Primoz Roglic celebrates seizing possession of the yellow jersey - REUTERS
Primoz Roglic celebrates seizing possession of the yellow jersey - REUTERS

After nine days of thrills, spills and Covid-19 controls, the race for the maillot jaune at the 107th Tour de France is really starting to take shape now.

Unfortunately for British fans, it looks as if that race will no longer include Adam Yates.

A riveting ninth stage through a wet and misty Pyrenees ended on Sunday with the Briton distanced, surrendering his yellow jersey and almost a minute to the leaders, and a pair of Slovenians in the ascendancy.

Yates had produced a Houdini-like escape on the Peyresourde on Saturday. But he was unable to repeat the trick on Sunday after being dropped on the final climb of the day, the Col de Marie Blanque. He now trails new race leader Primoz Roglic [Jumbo-Visma] by 1min02sec and admitted that he might look to lose time on purpose in order to be allowed more leeway to go for stage wins in the third week.

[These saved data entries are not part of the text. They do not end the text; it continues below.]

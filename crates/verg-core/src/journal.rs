//! Journal service.
//!
//! Wires the session store, streak stats, and gate together behind one
//! surface. Collaborators are injected: the store by value, the clock as a
//! trait object, entitlement and limits as plain arguments at the call
//! site. No ambient globals anywhere.

use std::collections::{BTreeMap, BTreeSet};

use chrono::{Datelike, NaiveDate};
use uuid::Uuid;

use crate::clock::Clock;
use crate::error::StorageError;
use crate::events::Event;
use crate::gate::GateDecision;
use crate::session::SessionRecord;
use crate::stats::UserStats;
use crate::storage::SessionStore;

pub struct Journal<S: SessionStore> {
    store: S,
    clock: Box<dyn Clock>,
}

impl<S: SessionStore> Journal<S> {
    /// Open the journal and validate the streak once, persisting the result
    /// when it changed (the streak may have lapsed while the app was closed).
    pub fn open(store: S, clock: Box<dyn Clock>) -> Result<Self, StorageError> {
        let mut journal = Self { store, clock };
        journal.refresh_streak()?;
        Ok(journal)
    }

    pub fn store(&self) -> &S {
        &self.store
    }

    pub fn store_mut(&mut self) -> &mut S {
        &mut self.store
    }

    // ── Gating ───────────────────────────────────────────────────────

    /// Gate decision from the entitlement snapshot and the current log
    /// length. Evaluated fresh on every attempt, never cached.
    pub fn gate(&self, is_premium: bool, free_limit: i64) -> GateDecision {
        GateDecision::evaluate(is_premium, self.store.all().len() as i64, free_limit)
    }

    // ── Sessions ─────────────────────────────────────────────────────

    /// Record a completed writing session.
    ///
    /// Appends the record and the recomputed stats in one durable step; a
    /// persistence failure leaves both in-memory halves unchanged. The
    /// session counts toward the calendar day of the completion instant.
    /// `image` is `None` when the photo was skipped; the session counts
    /// either way.
    pub fn complete_session(
        &mut self,
        duration_secs: u64,
        image: Option<String>,
    ) -> Result<(SessionRecord, Event), StorageError> {
        let now = self.clock.now();
        let record = SessionRecord::new(now, duration_secs, image);

        let mut stats = self.store.load_stats();
        stats.record_session(now);
        self.store.append_with_stats(record.clone(), stats)?;

        let event = Event::SessionRecorded {
            id: record.id,
            occurred_on: record.occurred_on,
            duration_secs,
            at: now,
        };
        Ok((record, event))
    }

    /// Delete a session and release its page image.
    ///
    /// Stats are untouched: `total_sessions` keeps counting the deleted
    /// session for the lifetime tally, while the gate (which reads the log
    /// length) sees the slot freed.
    pub fn delete_session(&mut self, id: Uuid) -> Result<Event, StorageError> {
        self.store.delete(id)?;
        Ok(Event::SessionDeleted {
            id,
            at: self.clock.now(),
        })
    }

    pub fn sessions(&self) -> &[SessionRecord] {
        self.store.all()
    }

    pub fn get_session(&self, id: Uuid) -> Option<&SessionRecord> {
        self.store.get(id)
    }

    // ── Stats ────────────────────────────────────────────────────────

    pub fn stats(&self) -> UserStats {
        self.store.load_stats()
    }

    /// Re-validate the streak against the current day and persist when it
    /// lapsed. Called once at open; hosts may call it again on foreground.
    pub fn refresh_streak(&mut self) -> Result<(), StorageError> {
        let now = self.clock.now();
        let mut stats = self.store.load_stats();
        let before = stats;
        stats.validate_streak(now);
        if stats != before {
            self.store.save_stats(stats)?;
        }
        Ok(())
    }

    pub fn has_written_today(&self) -> bool {
        self.stats().has_written_today(self.clock.now())
    }

    // ── Calendar queries ─────────────────────────────────────────────

    pub fn sessions_on(&self, date: NaiveDate) -> Vec<&SessionRecord> {
        self.store
            .all()
            .iter()
            .filter(|s| s.occurred_on == date)
            .collect()
    }

    /// Days with at least one session, for calendar highlighting.
    pub fn dates_with_sessions(&self) -> BTreeSet<NaiveDate> {
        self.store.all().iter().map(|s| s.occurred_on).collect()
    }

    /// Session counts per day, for calendar badges.
    pub fn session_counts_by_date(&self) -> BTreeMap<NaiveDate, usize> {
        let mut counts = BTreeMap::new();
        for session in self.store.all() {
            *counts.entry(session.occurred_on).or_insert(0) += 1;
        }
        counts
    }

    pub fn sessions_in_month(&self, year: i32, month: u32) -> usize {
        self.store
            .all()
            .iter()
            .filter(|s| s.occurred_on.year() == year && s.occurred_on.month() == month)
            .count()
    }

    /// Average sessions per week since the first session; zero until there
    /// is more than one session.
    pub fn average_sessions_per_week(&self) -> f64 {
        let sessions = self.store.all();
        if sessions.len() < 2 {
            return 0.0;
        }
        // Newest first, so the oldest session is last.
        let first = &sessions[sessions.len() - 1];
        let days = self
            .clock
            .now()
            .date_naive()
            .signed_duration_since(first.occurred_on)
            .num_days();
        let weeks = (days as f64 / 7.0).max(1.0);
        sessions.len() as f64 / weeks
    }
}

#[cfg(test)]
mod tests {
    use super::*;
    use crate::gate::{FreeSessions, FREE_SESSION_LIMIT};
    use crate::storage::MemoryStore;
    use chrono::{DateTime, TimeZone, Utc};
    use std::cell::Cell;
    use std::rc::Rc;

    /// Clock whose instant the test moves by hand.
    #[derive(Clone)]
    struct ManualClock(Rc<Cell<DateTime<Utc>>>);

    impl ManualClock {
        fn at(y: i32, m: u32, d: u32, h: u32) -> Self {
            Self(Rc::new(Cell::new(
                Utc.with_ymd_and_hms(y, m, d, h, 0, 0).unwrap(),
            )))
        }

        fn set(&self, y: i32, m: u32, d: u32, h: u32) {
            self.0.set(Utc.with_ymd_and_hms(y, m, d, h, 0, 0).unwrap());
        }
    }

    impl Clock for ManualClock {
        fn now(&self) -> DateTime<Utc> {
            self.0.get()
        }
    }

    fn journal_at(clock: &ManualClock) -> Journal<MemoryStore> {
        Journal::open(MemoryStore::new(), Box::new(clock.clone())).unwrap()
    }

    #[test]
    fn completing_updates_log_and_streak() {
        let clock = ManualClock::at(2024, 1, 15, 20);
        let mut journal = journal_at(&clock);

        let (record, _) = journal.complete_session(600, None).unwrap();
        assert_eq!(record.occurred_on, clock.now().date_naive());
        assert_eq!(journal.sessions().len(), 1);
        assert_eq!(journal.stats().current_streak, 1);
        assert!(journal.has_written_today());

        clock.set(2024, 1, 16, 7);
        journal.complete_session(900, Some("page.jpg".into())).unwrap();
        assert_eq!(journal.stats().current_streak, 2);
        assert_eq!(journal.stats().total_sessions, 2);
    }

    #[test]
    fn gate_blocks_fourth_free_session() {
        let clock = ManualClock::at(2024, 1, 15, 8);
        let mut journal = journal_at(&clock);

        for day in 15..18 {
            clock.set(2024, 1, day, 20);
            assert!(journal.gate(false, FREE_SESSION_LIMIT).allowed);
            journal.complete_session(600, None).unwrap();
        }

        let decision = journal.gate(false, FREE_SESSION_LIMIT);
        assert!(!decision.allowed);
        assert!(decision.should_show_paywall());
        assert_eq!(decision.remaining, FreeSessions::Remaining(0));
        assert!(journal.gate(true, FREE_SESSION_LIMIT).allowed);
    }

    #[test]
    fn deletion_frees_gate_slot_but_not_lifetime_total() {
        let clock = ManualClock::at(2024, 1, 15, 20);
        let mut journal = journal_at(&clock);

        let mut ids = Vec::new();
        for _ in 0..3 {
            let (record, _) = journal.complete_session(600, None).unwrap();
            ids.push(record.id);
        }
        assert!(!journal.gate(false, FREE_SESSION_LIMIT).allowed);

        journal.delete_session(ids[0]).unwrap();
        // The gate counts the log, so a slot opens up again...
        assert!(journal.gate(false, FREE_SESSION_LIMIT).allowed);
        // ...while the lifetime tally keeps the deleted session.
        assert_eq!(journal.stats().total_sessions, 3);
    }

    #[test]
    fn delete_unknown_id_fails() {
        let clock = ManualClock::at(2024, 1, 15, 20);
        let mut journal = journal_at(&clock);
        assert!(journal.delete_session(Uuid::new_v4()).is_err());
    }

    #[test]
    fn open_validates_a_lapsed_streak() {
        let clock = ManualClock::at(2024, 1, 15, 20);
        let mut store = MemoryStore::new();
        let mut stats = UserStats::default();
        stats.record_session(Utc.with_ymd_and_hms(2024, 1, 10, 20, 0, 0).unwrap());
        stats.record_session(Utc.with_ymd_and_hms(2024, 1, 11, 20, 0, 0).unwrap());
        store.save_stats(stats).unwrap();

        let journal = Journal::open(store, Box::new(clock)).unwrap();
        assert_eq!(journal.stats().current_streak, 0);
        assert_eq!(journal.stats().longest_streak, 2);
        assert_eq!(journal.stats().total_sessions, 2);
    }

    #[test]
    fn calendar_queries() {
        let clock = ManualClock::at(2024, 1, 15, 8);
        let mut journal = journal_at(&clock);

        journal.complete_session(600, None).unwrap();
        clock.set(2024, 1, 15, 21);
        journal.complete_session(600, None).unwrap();
        clock.set(2024, 2, 1, 9);
        journal.complete_session(600, None).unwrap();

        let jan15 = NaiveDate::from_ymd_opt(2024, 1, 15).unwrap();
        assert_eq!(journal.sessions_on(jan15).len(), 2);
        assert_eq!(journal.dates_with_sessions().len(), 2);
        assert_eq!(journal.session_counts_by_date()[&jan15], 2);
        assert_eq!(journal.sessions_in_month(2024, 1), 2);
        assert_eq!(journal.sessions_in_month(2024, 2), 1);
    }

    #[test]
    fn average_per_week_needs_history() {
        let clock = ManualClock::at(2024, 1, 1, 8);
        let mut journal = journal_at(&clock);
        assert_eq!(journal.average_sessions_per_week(), 0.0);

        journal.complete_session(600, None).unwrap();
        assert_eq!(journal.average_sessions_per_week(), 0.0);

        clock.set(2024, 1, 15, 8);
        journal.complete_session(600, None).unwrap();
        // 2 sessions over 14 days.
        assert!((journal.average_sessions_per_week() - 1.0).abs() < 1e-9);
    }
}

“It was a big honour riding in yellow,” Yates reflected of his four days in the leader's jersey.  “It was fun while it lasted. I did everything I could."

What a stage it was, though. And what a GC battle it is shaping up to be.

Tadej Pogacar (UAE Team Emirates), a 21-year-old rising star of the sport, finished up as the day’s winner – the youngest winner, in fact, of a Tour stage since Lance Armstrong in 1993.

Pogacar outsprinted a select group of riders into Laruns, clawing back yet more of the 80-odd seconds he lost in the crosswinds on Friday and rising to seventh overall, 44 seconds behind the yellow jersey. He will be one to watch closely in the Alps next week. After Egan Bernal became the Tour’s youngest winner in 110 years last year, at the age of 22, some believe Pogacar could rewrite history again just 12 months later.

Bernal is also looking strong. Ineos’s Colombian climber had a much better day on Sunday on what was a special day for the British team, starting as it did in Pau, the home town of Nico Portal, their much-loved sporting director who died suddenly of a heart attack earlier this year.

Bernal attacked repeatedly on the final climb of the day, the vertiginous Col de Marie Blanque, to suggest his form is building at just the right time. And he has his favourite, long Alpine climbs still to come.

But it is Roglic (Jumbo-Visma), Pogacar’s elder compatriot and the big pre-race favourite, who is sitting pretty in yellow as the race heads to Charente-Maritime, on France’s west coast, for Monday’s first rest day.

The Slovenian had looked slightly tentative on the first stage in the Pyrenees on Saturday, deciding against going with Pogacar when the younger rider escaped over the top of the Peyresourde and almost certainly missing the chance to move into yellow as a result. He did not make the same mistake on Sunday.

Sunweb’s Swiss rider Marc Hirschi (Sunweb) – last seen sprinting to second place behind Julian Alaphilippe on stage two – had escaped early in the day and ridden solo for over 80 kilometres in an attempt to pull off what would have been an incredible victory. He almost managed it, too. But when Roglic, Pogacar, Bernal and Mikel Landa (Bahrain-McLaren) put on the afterburners on the Col de Marie Blanque, dropping Yates and a host of other general classification contenders in the process, a lead that once stood at over four minutes quickly came down.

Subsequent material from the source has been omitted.